Exercise prompt: Only the lines from the top of the data through the line containing "is ONLY extracted" should be duplicated, exactly as they appear.

(Stored data)
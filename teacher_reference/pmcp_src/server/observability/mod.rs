//! Observability infrastructure for MCP servers.
//!
//! This module provides comprehensive observability for MCP servers including:
//! - **Distributed Tracing**: Trace context propagation across composed servers
//! - **Event Logging**: Structured request/response events
//! - **Metrics**: Duration, count, and error rate metrics
//! - **Multi-Backend Support**: Console, CloudWatch, or custom backends
//!
//! # Design Principles
//!
//! 1. **AuthContext as Single Source of Truth**: User identity (user_id, tenant_id)
//!    is ONLY extracted from `AuthContext`. The observability types (`TraceContext`,
//!    `RequestMetadata`) contain NO user identity fields.
//!
//! 2. **Non-Blocking**: All event emission is asynchronous and non-blocking.
//!
//! 3. **Configurable**: Field capture, sampling, and backends are all configurable.
//!
//! 4. **Privacy-Conscious**: Sensitive data capture (IP, full arguments) is opt-in.
//!
//! # Quick Start
//!
//! ```rust,ignore
//! use pmcp::server::observability::{
//!     McpObservabilityMiddleware, ObservabilityConfig, ConsoleBackend,
//! };
//! use std::sync::Arc;
//!
//! // Create development configuration with console output
//! let config = ObservabilityConfig::development();
//! let backend = Arc::new(ConsoleBackend::new(config.console.clone()));
//!
//! // Create middleware
//! let middleware = McpObservabilityMiddleware::new(
//!     "my-server",
//!     config,
//!     backend,
//! );
//!
//! // Add to your MCP server
//! server_builder.with_tool_middleware(Arc::new(middleware));
//! ```
//!
//! # Configuration
//!
//! Configuration can be loaded from:
//! 1. TOML file (`.pmcp-config.toml`)
//! 2. Environment variables (with `PMCP_OBSERVABILITY_` prefix)
//!
//! ```toml
//! [observability]
//! enabled = true
//! backend = "console"  # or "cloudwatch"
//! sample_rate = 1.0
//!
//! [observability.fields]
//! capture_tool_name = true
//! capture_user_id = true
//! capture_arguments_hash = false  # Privacy-sensitive
//!
//! [observability.metrics]
//! request_count = true
//! request_duration = true
//! tool_usage = true
//! ```
//!
//! # Backends
//!
//! ## Console Backend
//!
//! For local development with pretty-printed output:
//!
//! ```rust,ignore
//! use pmcp::server::observability::{ConsoleBackend, ConsoleConfig};
//!
//! let config = ConsoleConfig { pretty: true, verbose: false };
//! let backend = ConsoleBackend::new(config);
//! ```
//!
//! ## CloudWatch Backend
//!
//! For production with EMF metrics:
//!
//! ```rust,ignore
//! use pmcp::server::observability::{CloudWatchBackend, CloudWatchConfig};
//!
//! let config = CloudWatchConfig::default();
//! let backend = CloudWatchBackend::new(config);
//! ```
//!
//! ## Composite Backend
//!
//! Combine multiple backends:
//!
//! ```rust,ignore
//! use pmcp::server::observability::CompositeBackend;
//!
//! let composite = CompositeBackend::new()
//!     .with(console_backend)
//!     .with(cloudwatch_backend);
//! ```
//!
//! # Trace Propagation
//!
//! The middleware automatically propagates trace context through:
//! - Request metadata for composed MCP calls
//! - HTTP headers for external service calls
//!
//! ```rust,ignore
//! use pmcp::server::observability::TraceContext;
//!
//! // Create root trace at entry point
//! let root = TraceContext::new_root();
//!
//! // Create child trace for downstream call
//! let child = root.child();
//! assert_eq!(root.trace_id, child.trace_id);
//! assert_eq!(child.depth, 1);
//! ```

mod backend;
mod config;
mod events;
mod middleware;
mod types;

// Re-export public types
pub use backend::{
    CloudWatchBackend, CloudWatchConfig, CompositeBackend, ConsoleBackend, NullBackend,
    ObservabilityBackend,
};
pub use config::{
    ConfigError, ConsoleConfig, FieldsConfig, MetricsConfig, ObservabilityConfig, TracingConfig,
};
pub use events::{
    McpMetric, McpRequestEvent, McpResponseEvent, MetricUnit, RequestStart, StandardMetrics,
};
pub use middleware::McpObservabilityMiddleware;
pub use types::{hash_value, McpOperationDetails, RequestMetadata, TraceContext};

#[cfg(test)]
mod tests {
    use super::*;
    use std::sync::Arc;

    #[tokio::test]
    async fn test_end_to_end_observability() {
        // Create configuration
        let config = ObservabilityConfig::development();

        // Create console backend (pretty = true for development)
        let backend = Arc::new(ConsoleBackend::new(config.console.pretty));

        // Create middleware
        let middleware = McpObservabilityMiddleware::new("test-server", config, backend);

        // Verify middleware is properly constructed
        assert!(format!("{:?}", middleware).contains("test-server"));
    }

    #[test]
    fn test_trace_context_propagation() {
        // Root trace
        let root = TraceContext::new_root();
        assert_eq!(root.depth, 0);
        assert!(root.parent_span_id.is_none());

        // First hop
        let child1 = root.child();
        assert_eq!(child1.depth, 1);
        assert_eq!(child1.trace_id, root.trace_id);
        assert_eq!(child1.parent_span_id, Some(root.span_id.clone()));

        // Second hop
        let child2 = child1.child();
        assert_eq!(child2.depth, 2);
        assert_eq!(child2.trace_id, root.trace_id);
        assert_eq!(child2.parent_span_id, Some(child1.span_id.clone()));
    }

    #[test]
    fn test_config_loading_from_toml() {
        let toml = r#"
            [observability]
            enabled = true
            backend = "cloudwatch"
            sample_rate = 0.5

            [observability.fields]
            capture_tool_name = true
            capture_user_id = true

            [observability.cloudwatch]
            namespace = "TestApp/MCP"
        "#;

        let config = ObservabilityConfig::from_toml(toml).unwrap();

        assert!(config.enabled);
        assert_eq!(config.backend, "cloudwatch");
        assert!((config.sample_rate - 0.5).abs() < f64::EPSILON);
        assert!(config.fields.capture_tool_name);
        assert_eq!(config.cloudwatch.namespace, "TestApp/MCP");
    }

    #[test]
    fn test_operation_details_tool_call() {
        let details = McpOperationDetails::tool_call("get_weather");

        assert_eq!(details.method, "tools/call");
        assert_eq!(details.tool_name, Some("get_weather".to_string()));
        assert_eq!(details.operation_name(), Some("get_weather"));
    }

    #[test]
    fn test_request_metadata_builder() {
        let metadata = RequestMetadata::default()
            .with_client_type("claude-desktop")
            .with_client_version("1.2.3")
            .with_session_id("session-123");

        assert_eq!(metadata.client_type, Some("claude-desktop".to_string()));
        assert_eq!(metadata.client_version, Some("1.2.3".to_string()));
        assert_eq!(metadata.session_id, Some("session-123".to_string()));
    }

    #[tokio::test]
    async fn test_composite_backend() {
        let null1 = Arc::new(NullBackend);
        let null2 = Arc::new(NullBackend);

        let composite = CompositeBackend::new(vec![null1, null2]);

        // Should not panic
        composite.flush().await;
        assert_eq!(composite.len(), 2);
    }
}
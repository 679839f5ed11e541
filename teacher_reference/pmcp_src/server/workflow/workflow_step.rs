//! Workflow step with chainable builder
//!
//! Provides a type-safe, ergonomic API for building workflow steps.

use super::{
    data_source::DataSource,
    error::WorkflowError,
    handles::ToolHandle,
    newtypes::{ArgName, BindingName, StepName},
};
use indexmap::IndexMap;

/// A single step in a workflow
#[derive(Clone, Debug)]
pub struct WorkflowStep {
    /// Step identifier
    name: StepName,
    /// Tool to invoke
    tool: ToolHandle,
    /// Argument mappings (tool arg name -> data source)
    /// `IndexMap` for deterministic iteration
    arguments: IndexMap<ArgName, DataSource>,
    /// Optional binding name for step output
    binding: Option<BindingName>,
}

impl WorkflowStep {
    /// Create a new workflow step
    ///
    /// # Example
    /// ```
    /// use pmcp::server::workflow::{WorkflowStep, ToolHandle};
    ///
    /// let step = WorkflowStep::new("step1", ToolHandle::new("greet"));
    /// ```
    #[must_use]
    pub fn new(name: impl Into<StepName>, tool: ToolHandle) -> Self {
        Self {
            name: name.into(),
            tool,
            arguments: IndexMap::new(),
            binding: None,
        }
    }

    /// Add an argument mapping (chainable)
    ///
    /// # Example
    /// ```
    /// use pmcp::server::workflow::{WorkflowStep, ToolHandle, DataSource};
    ///
    /// let step = WorkflowStep::new("step1", ToolHandle::new("greet"))
    ///     .arg("name", DataSource::prompt_arg("user_name"))
    ///     .arg("greeting", DataSource::constant(serde_json::json!("Hello")));
    /// ```
    #[must_use]
    pub fn arg(mut self, name: impl Into<ArgName>, source: DataSource) -> Self {
        self.arguments.insert(name.into(), source);
        self
    }

    /// Set the output binding name (chainable)
    ///
    /// # Example
    /// ```
    /// use pmcp::server::workflow::{WorkflowStep, ToolHandle};
    ///
    /// let step = WorkflowStep::new("step1", ToolHandle::new("greet"))
    ///     .bind("greeting_result");
    /// ```
    #[must_use]
    pub fn bind(mut self, binding: impl Into<BindingName>) -> Self {
        self.binding = Some(binding.into());
        self
    }

    /// Get step name
    pub fn name(&self) -> &StepName {
        &self.name
    }

    /// Get tool handle
    pub fn tool(&self) -> &ToolHandle {
        &self.tool
    }

    /// Get arguments
    pub fn arguments(&self) -> &IndexMap<ArgName, DataSource> {
        &self.arguments
    }

    /// Get binding name if set
    pub fn binding(&self) -> Option<&BindingName> {
        self.binding.as_ref()
    }

    /// Validate the step
    ///
    /// Checks that all referenced bindings are available
    pub fn validate(&self, available_bindings: &[BindingName]) -> Result<(), WorkflowError> {
        // Check that all step output references exist
        for (_arg_name, source) in &self.arguments {
            if let DataSource::StepOutput { step, .. } = source {
                // Convert step name to binding name for lookup
                let binding = BindingName::new(step.as_str());
                if !available_bindings.contains(&binding) {
                    return Err(WorkflowError::UnknownBinding {
                        step: self.name.to_string(),
                        binding: binding.to_string(),
                    });
                }
            }
        }

        Ok(())
    }
}
//! Middleware executor abstraction for tool execution.
//!
//! This module provides a trait that abstracts tool execution with middleware,
//! enabling workflow handlers to execute tools through the same middleware
//! chain as direct tool calls without circular dependencies.

use crate::error::Result;
use crate::server::cancellation::RequestHandlerExtra;
use async_trait::async_trait;
use serde_json::Value;

/// Trait for executing tools with full middleware chain application.
///
/// This trait provides an abstraction for tool execution that ensures
/// middleware (authentication, logging, validation, rate limiting, etc.)
/// is consistently applied regardless of whether the tool is called:
/// - Directly via `tools/call` JSON-RPC requests
/// - Server-side during workflow prompt execution
///
/// # Architecture
///
/// The trait decouples workflow execution from `ServerCore`, preventing
/// circular dependencies while ensuring consistent middleware application.
///
/// ```text
/// ┌─────────────────┐
/// │  WorkflowPrompt │
/// │    Handler      │
/// └────────┬────────┘
///          │ uses
///          ▼
/// ┌─────────────────────┐
/// │ MiddlewareExecutor  │◄─────── Trait abstraction
/// │      (trait)        │
/// └────────────────────┘
///          △
///          │ implements
///          │
/// ┌────────┴────────┐
/// │   ServerCore    │
/// │ (with middleware│
/// │     chains)     │
/// └─────────────────┘
/// ```
///
/// # Example
///
/// ```rust,ignore
/// use pmcp::server::middleware_executor::MiddlewareExecutor;
/// use pmcp::server::workflow::WorkflowPromptHandler;
/// use std::sync::Arc;
///
/// // ServerCore implements MiddlewareExecutor
/// let executor: Arc<dyn MiddlewareExecutor> = Arc::new(server_core);
///
/// // Workflow handler uses the abstraction
/// let handler = WorkflowPromptHandler::new(
///     workflow,
///     tool_registry,
///     executor,  // Pass as trait object
///     resource_handler,
/// );
///
/// // When workflow executes tools, middleware runs automatically
/// let result = handler.handle(args, extra).await?;
/// ```
///
/// # Benefits
///
/// 1. **Consistent Auth**: OAuth tokens injected by middleware work in workflows
/// 2. **Testability**: Easy to mock for workflow testing
/// 3. **No Circular Dependencies**: Clean separation of concerns
/// 4. **Single Source of Truth**: One middleware application path for all tools
#[async_trait]
pub trait MiddlewareExecutor: Send + Sync {
    /// Execute a tool with full middleware chain processing.
    ///
    /// This method applies the complete middleware pipeline:
    /// 1. **Request Middleware** - Inject credentials, validate permissions, log calls
    /// 2. **Tool Execution** - Call the actual tool handler
    /// 3. **Response Middleware** - Transform results, add headers, log responses
    /// 4. **Error Middleware** - Handle failures, retry logic, error transformation
    ///
    /// # Parameters
    ///
    /// * `tool_name` - Name of the tool to execute
    /// * `args` - Tool arguments (may be modified by middleware)
    /// * `extra` - Request context (auth, cancellation, metadata)
    ///
    /// # Returns
    ///
    /// The tool's result after response middleware processing.
    ///
    /// # Errors
    ///
    /// - `Error::Internal` - Tool not found or middleware processing failed
    /// - `Error::Authentication` - Authorization check failed
    /// - Tool-specific errors after middleware transformation
    ///
    /// # Example
    ///
    /// ```rust,ignore
    /// // In WorkflowPromptHandler::execute_tool_step
    /// let result = self.middleware_executor.execute_tool_with_middleware(
    ///     step.tool().name(),
    ///     params,
    ///     extra,
    /// ).await?;
    ///
    /// // Middleware has already:
    /// // - Injected OAuth token into extra.metadata
    /// // - Logged the tool call
    /// // - Validated permissions
    /// // - Applied rate limits
    /// ```
    async fn execute_tool_with_middleware(
        &self,
        tool_name: &str,
        args: Value,
        extra: RequestHandlerExtra,
    ) -> Result<Value>;
}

Solution:
filename teacher_reference/pmcp_src/server/observability/mod.rs
//! Observability infrastructure for MCP servers.
//!
//! This module provides comprehensive observability for MCP servers including:
//! - **Distributed Tracing**: Trace context propagation across composed servers
//! - **Event Logging**: Structured request/response events
//! - **Metrics**: Duration, count, and error rate metrics
//! - **Multi-Backend Support**: Console, CloudWatch, or custom backends
//!
//! # Design Principles
//!
//! 1. **AuthContext as Single Source of Truth**: User identity (user_id, tenant_id)
//!    is ONLY extracted from `AuthContext`. The observability types (`TraceContext`,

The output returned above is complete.